//! Streamable HTTP transport.
//!
//! Serves the rmcp `ServerHandler` over the MCP Streamable HTTP protocol in
//! stateless mode: each POST gets a fresh handler and no session id. rmcp
//! attaches the request's `http::request::Parts` to the tool call context,
//! which is where the search tool reads `x-api-key` from.

use std::sync::Arc;

use axum::{Json, Router, response::IntoResponse, routing::get};
use rmcp::transport::streamable_http_server::session::never::NeverSessionManager;
use rmcp::transport::{StreamableHttpServerConfig, StreamableHttpService};
use tower_http::cors::{Any, CorsLayer};
use tracing::info;

use super::{TransportError, TransportResult, config::HttpConfig};
use crate::core::McpServer;

/// Streamable HTTP transport handler.
pub struct StreamableHttpTransport {
    config: HttpConfig,
}

impl StreamableHttpTransport {
    /// Create a new transport with the given config.
    pub fn new(config: HttpConfig) -> Self {
        Self { config }
    }

    /// Build the axum router: the MCP endpoint plus a health check.
    pub fn router(&self, server: McpServer) -> Router {
        let mut service_config = StreamableHttpServerConfig::default();
        service_config.stateful_mode = false;
        service_config.sse_keep_alive = None;

        let service = StreamableHttpService::new(
            move || Ok(server.clone()),
            Arc::new(NeverSessionManager::default()),
            service_config,
        );

        let mut app = Router::new()
            .route_service(&self.config.rpc_path, service)
            .route("/health", get(health_check));

        if self.config.enable_cors {
            let cors = CorsLayer::new()
                .allow_origin(Any)
                .allow_methods(Any)
                .allow_headers(Any);
            app = app.layer(cors);
        }

        app
    }

    /// Run the transport until the listener fails.
    pub async fn run(self, server: McpServer) -> TransportResult<()> {
        let addr = self.config.address();
        let app = self.router(server);

        let listener = tokio::net::TcpListener::bind(&addr)
            .await
            .map_err(|e| TransportError::bind(&addr, e))?;

        info!("Ready - listening on {} (MCP Streamable HTTP, stateless)", addr);
        info!("  → MCP:    POST {}", self.config.rpc_path);
        info!("  → Health: GET /health");

        axum::serve(listener, app)
            .await
            .map_err(|e| TransportError::http(e.to_string()))?;

        Ok(())
    }
}

/// Health check endpoint.
async fn health_check() -> impl IntoResponse {
    Json(serde_json::json!({
        "status": "healthy",
        "transport": "streamable-http",
        "timestamp": chrono::Utc::now().to_rfc3339()
    }))
}

#[cfg(test)]
mod tests {
    use super::*;
    use crate::core::Config;
    use crate::domains::tools::definitions::melo::{
        ApiKey, PropertySource, SearchError, UpstreamQuery,
    };
    use async_trait::async_trait;
    use axum::body::Body;
    use axum::http::{Request, StatusCode};
    use futures::StreamExt;
    use std::sync::Mutex;
    use std::sync::atomic::{AtomicUsize, Ordering};
    use tower::ServiceExt;

    struct CountingSource {
        calls: AtomicUsize,
        last_key: Mutex<Option<String>>,
    }

    #[async_trait]
    impl PropertySource for CountingSource {
        async fn fetch(
            &self,
            credential: &ApiKey,
            _query: &UpstreamQuery,
        ) -> Result<serde_json::Value, SearchError> {
            self.calls.fetch_add(1, Ordering::SeqCst);
            *self.last_key.lock().unwrap() = Some(credential.expose().to_string());
            Ok(serde_json::json!({"hydra:totalItems": 1, "hydra:member": [{"uuid": "z"}]}))
        }
    }

    fn test_app() -> (Router, Arc<CountingSource>) {
        let source = Arc::new(CountingSource {
            calls: AtomicUsize::new(0),
            last_key: Mutex::new(None),
        });
        let server = McpServer::with_source(Config::default(), source.clone());
        let app = StreamableHttpTransport::new(HttpConfig::default()).router(server);
        (app, source)
    }

    fn mcp_post(body: serde_json::Value, api_key: Option<&str>) -> Request<Body> {
        let mut builder = Request::builder()
            .method("POST")
            .uri("/mcp")
            .header("content-type", "application/json")
            .header("accept", "application/json, text/event-stream");
        if let Some(key) = api_key {
            builder = builder.header("x-api-key", key);
        }
        builder.body(Body::from(body.to_string())).unwrap()
    }

    fn search_call(arguments: serde_json::Value) -> serde_json::Value {
        serde_json::json!({
            "jsonrpc": "2.0",
            "id": 1,
            "method": "tools/call",
            "params": {"name": "search_properties", "arguments": arguments}
        })
    }

    /// Read the SSE body until the first `data:` event and decode it.
    async fn first_event(app: Router, request: Request<Body>) -> serde_json::Value {
        let response = app.oneshot(request).await.unwrap();
        assert_eq!(response.status(), StatusCode::OK);

        let mut stream = response.into_body().into_data_stream();
        let mut buffer = String::new();
        while let Some(chunk) = stream.next().await {
            buffer.push_str(&String::from_utf8_lossy(&chunk.unwrap()));
            if let Some(data) = buffer
                .lines()
                .find_map(|line| line.strip_prefix("data:"))
                .filter(|_| buffer.contains("\n\n"))
            {
                return serde_json::from_str(data.trim()).unwrap();
            }
        }
        panic!("no SSE event in body: {buffer}");
    }

    #[tokio::test]
    async fn test_tools_call_reads_key_from_request_headers() {
        let (app, source) = test_app();

        let message = first_event(
            app,
            mcp_post(search_call(serde_json::json!({"property_type": "house"})), Some("good-key")),
        )
        .await;

        assert_eq!(message["id"], 1);
        assert_eq!(message["result"]["isError"], false);
        assert_eq!(message["result"]["structuredContent"]["hydra:totalItems"], 1);
        assert_eq!(source.calls.load(Ordering::SeqCst), 1);
        assert_eq!(source.last_key.lock().unwrap().as_deref(), Some("good-key"));
    }

    #[tokio::test]
    async fn test_tools_call_without_key_skips_upstream() {
        let (app, source) = test_app();

        let message = first_event(app, mcp_post(search_call(serde_json::json!({})), None)).await;

        assert_eq!(message["result"]["isError"], true);
        let text = message["result"]["content"][0]["text"].as_str().unwrap();
        assert!(text.contains("Missing X-API-KEY header"));
        assert_eq!(source.calls.load(Ordering::SeqCst), 0);
    }

    #[tokio::test]
    async fn test_tools_call_unknown_label_is_invalid_params() {
        let (app, source) = test_app();

        let message = first_event(
            app,
            mcp_post(
                search_call(serde_json::json!({"order_by": "rating"})),
                Some("good-key"),
            ),
        )
        .await;

        assert_eq!(message["error"]["code"], -32602);
        assert_eq!(source.calls.load(Ordering::SeqCst), 0);
    }

    #[tokio::test]
    async fn test_tools_list() {
        let (app, _) = test_app();

        let message = first_event(
            app,
            mcp_post(
                serde_json::json!({"jsonrpc": "2.0", "id": 2, "method": "tools/list"}),
                None,
            ),
        )
        .await;

        let tools = message["result"]["tools"].as_array().unwrap();
        assert_eq!(tools.len(), 1);
        assert_eq!(tools[0]["name"], "search_properties");
    }

    #[tokio::test]
    async fn test_notification_is_accepted() {
        let (app, _) = test_app();

        let response = app
            .oneshot(mcp_post(
                serde_json::json!({"jsonrpc": "2.0", "method": "notifications/initialized"}),
                None,
            ))
            .await
            .unwrap();

        assert_eq!(response.status(), StatusCode::ACCEPTED);
    }

    #[tokio::test]
    async fn test_get_not_allowed_without_sessions() {
        let (app, _) = test_app();

        let response = app
            .oneshot(Request::builder().uri("/mcp").body(Body::empty()).unwrap())
            .await
            .unwrap();

        assert_eq!(response.status(), StatusCode::METHOD_NOT_ALLOWED);
    }
}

→ Work to be completed:
Which lines in the listing above include the string "Some"? Copy each of them.

→ Reply:
            *self.last_key.lock().unwrap() = Some(credential.expose().to_string());
        if let Some(key) = api_key {
        while let Some(chunk) = stream.next().await {
            if let Some(data) = buffer
            mcp_post(search_call(serde_json::json!({"property_type": "house"})), Some("good-key")),
        assert_eq!(source.last_key.lock().unwrap().as_deref(), Some("good-key"));
                Some("good-key"),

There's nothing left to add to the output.